Valente possui um comércio em uma quadra e, no imóvel a frente, é sua casa, agora desalojada e fechada por policiais militares. Foi notificado na semana passada da reintegração, mas não conseguiu juntar os pertences. “Agora vou dormir aqui no meu bar, que é o meu único cantinho”. Ele alega que ainda não recebeu o auxílio-moradia, nem tampouco foi cadastrado no sistema para recebê-lo.
Reintegração
Em março deste ano, a Justiça havia atendido ao recurso impetrado pelo Governo do Estado. No entanto, em abril, o órgão suspendeu a ação após uma liminar do MP (Ministério Público). O Estado recorreu e a Justiça determinou, novamente, a liberação da área.
A área (quadra 36) faz parte de uma ZEIS (Zona Especial de Interesse Social). Antes de fazer qualquer alteração, como a construção do hospital, por exemplo, é necessária a formação de um conselho gestor, formado por representantes da Prefeitura de São Paulo, Governo do Estado, moradores e pessoas ligadas a entidades sociais. Esse conselho, no entanto, apenas foi formado no último sábado (14), um dia após a determinação da Justiça de reintegração de posse.
O urbanista e pesquisador do Observatório de Remoções da USP (Universidade de São Paulo) Felipe Villela não se conforma com a forma que o governo lida com a reintegração. “O conselho foi formado só agora e não tinha um estudo sobre as famílias, para onde elas iriam, nada”, disse. Ele diz que ninguém é contra a construção de um hospital, no entanto, questiona: “é irônico ver que esse hospital, que será para mulheres, trata as mulheres dessa forma”.
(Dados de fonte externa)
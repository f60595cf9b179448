//! Restaurant Fixtures

use rust_decimal::{Decimal, prelude::FromPrimitive};
use rusty_money::{Money, iso::Currency};
use serde::Deserialize;

use crate::{
    catalog::{
        Restaurant,
        menu::{Menu, MenuItem},
    },
    fixtures::{FixtureError, prices::parse_price},
};

/// Wrapper for restaurants in YAML, in listing order
#[derive(Debug, Deserialize)]
pub struct RestaurantsFixture {
    /// Restaurants
    pub restaurants: Vec<RestaurantFixture>,
}

/// Restaurant Fixture
#[derive(Debug, Deserialize)]
pub struct RestaurantFixture {
    /// Restaurant id
    pub id: String,

    /// Restaurant name
    pub name: String,

    /// Cuisines served
    #[serde(default)]
    pub cuisines: Vec<String>,

    /// Rating from 0 to 5 (e.g., 4.5)
    pub rating: f64,

    /// Delivery time label (e.g., "25-35 min")
    pub delivery_time: String,

    /// Menu items in listing order
    #[serde(default)]
    pub menu: Vec<MenuItemFixture>,
}

/// Menu Item Fixture
#[derive(Debug, Deserialize)]
pub struct MenuItemFixture {
    /// Item id
    pub id: String,

    /// Item name
    pub name: String,

    /// Item description
    #[serde(default)]
    pub description: String,

    /// Item price (e.g., "12.99 USD")
    pub price: String,

    /// Menu category
    pub category: String,
}

impl RestaurantFixture {
    /// Convert into a restaurant whose prices must all be in `currency`.
    ///
    /// # Errors
    ///
    /// Returns an error if a price cannot be parsed or is in another currency, or the rating
    /// is not a finite number.
    pub fn into_restaurant<'a>(
        self,
        currency: &'a Currency,
    ) -> Result<Restaurant<'a>, FixtureError> {
        let rating = Decimal::from_f64(self.rating)
            .map(|rating| rating.round_dp(1))
            .ok_or_else(|| FixtureError::InvalidRating(self.id.clone()))?;

        let items = self
            .menu
            .into_iter()
            .map(|item| item.into_menu_item(currency))
            .collect::<Result<Vec<_>, _>>()?;

        Ok(Restaurant {
            id: self.id,
            name: self.name,
            cuisines: self.cuisines,
            rating,
            delivery_time: self.delivery_time,
            menu: Menu::new(items),
        })
    }
}

impl MenuItemFixture {
    fn into_menu_item(self, currency: &Currency) -> Result<MenuItem<'_>, FixtureError> {
        let (minor_units, price_currency) = parse_price(&self.price)?;

        if price_currency != currency {
            return Err(FixtureError::CurrencyMismatch(
                currency.iso_alpha_code.to_string(),
                price_currency.iso_alpha_code.to_string(),
            ));
        }

        Ok(MenuItem {
            id: self.id,
            name: self.name,
            description: self.description,
            price: Money::from_minor(minor_units, currency),
            category: self.category,
        })
    }
}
Villela refere-se à babá autônoma Graziele de Jesus Silva, de 23 anos. Moradora da Ocupação Rio Branco, ela está grávida de cinco meses e teve que arrumar as roupas e organizar os poucos móveis que tinha e se mudar, rapidamente, para uma pensão. “Foi com muito esforço que consegui esse quarto, mas eu gostava da ocupação. Éramos uma família”, disse.
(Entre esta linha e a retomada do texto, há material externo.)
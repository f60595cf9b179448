//! Storefront Fixtures

use std::time::Duration;

use rustc_hash::FxHashMap;
use serde::Deserialize;

use crate::{
    config::StorefrontConfig,
    fixtures::{
        FixtureError,
        prices::{parse_currency, parse_percentage},
    },
    orders::stages::{Stage, StageSequence},
    promotions::{DiscountPolicy, PromoCodeTable},
};

/// Storefront settings in YAML. Omitted fields keep their defaults.
#[derive(Debug, Default, Deserialize)]
#[serde(default, deny_unknown_fields)]
pub struct StorefrontFixture {
    /// Currency code (e.g., "USD")
    pub currency: Option<String>,

    /// Tax rate (e.g., "10%")
    pub tax_rate: Option<String>,

    /// Promo code -> discount (e.g., `SAVE10: "10%"`); replaces the default table
    pub promo_codes: Option<FxHashMap<String, String>>,

    /// Discount policy (`locked` or `recompute`)
    pub discount_policy: Option<DiscountPolicy>,

    /// Fulfilment stages in order
    pub stages: Option<Vec<StageFixture>>,

    /// Seconds between automatic stage advances
    pub advance_interval_secs: Option<u64>,
}

/// Stage Fixture
#[derive(Debug, Deserialize)]
pub struct StageFixture {
    /// Stage key
    pub key: String,

    /// Display label
    pub label: String,
}

impl TryFrom<StorefrontFixture> for StorefrontConfig {
    type Error = FixtureError;

    fn try_from(fixture: StorefrontFixture) -> Result<Self, Self::Error> {
        let mut config = StorefrontConfig::default();

        if let Some(code) = fixture.currency {
            config.currency = parse_currency(&code)?;
        }

        if let Some(rate) = fixture.tax_rate {
            config.tax_rate = parse_percentage(&rate)?;
        }

        if let Some(codes) = fixture.promo_codes {
            let mut table = PromoCodeTable::empty();

            for (code, fraction) in codes {
                table.insert(&code, parse_percentage(&fraction)?);
            }

            config.promo_codes = table;
        }

        if let Some(policy) = fixture.discount_policy {
            config.discount_policy = policy;
        }

        if let Some(stages) = fixture.stages {
            config.stages = StageSequence::new(
                stages
                    .into_iter()
                    .map(|stage| Stage::new(stage.key, stage.label))
                    .collect::<Vec<_>>(),
            )?;
        }

        if let Some(secs) = fixture.advance_interval_secs {
            if secs == 0 {
                return Err(FixtureError::InvalidInterval);
            }

            config.advance_interval = Duration::from_secs(secs);
        }

        Ok(config)
    }
}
Graziele mudou-se, juntamente com o companheiro, para um quarto em uma pensão próxima ao local. “Agora quero tentar uma vida nova, por causa do bebê. Quero dar dignidade para ele ou ela”, sorri esperançosa.
Hospital
O coordenador das PPP’s do Estado, Ricardo Tardelli, esteve no local e em entrevista ao R7 comentou sobre a construção do novo hospital, que atualmente ocupa um prédio alugado. “O objetivo é contribuir com a reurbanização desse pedaço da cidade. O hospital irá movimentar em torno do local e 24 horas”, justifica.
Tardelli relata que o governo está cumprindo a legislação. “Estamos oferecendo auxílio-moradia provisório, por exemplo, para que estejam contemplados. Tenho certeza que essas famílias ficaram muito melhor no futuro do que estão hoje”.
A obra, que tem custo de R$ 294 milhões, deve durar 36 meses de construção. Segundo o coordenador, outras duas unidades também estão sendo construídas, em Sorocaba e São José dos Campos.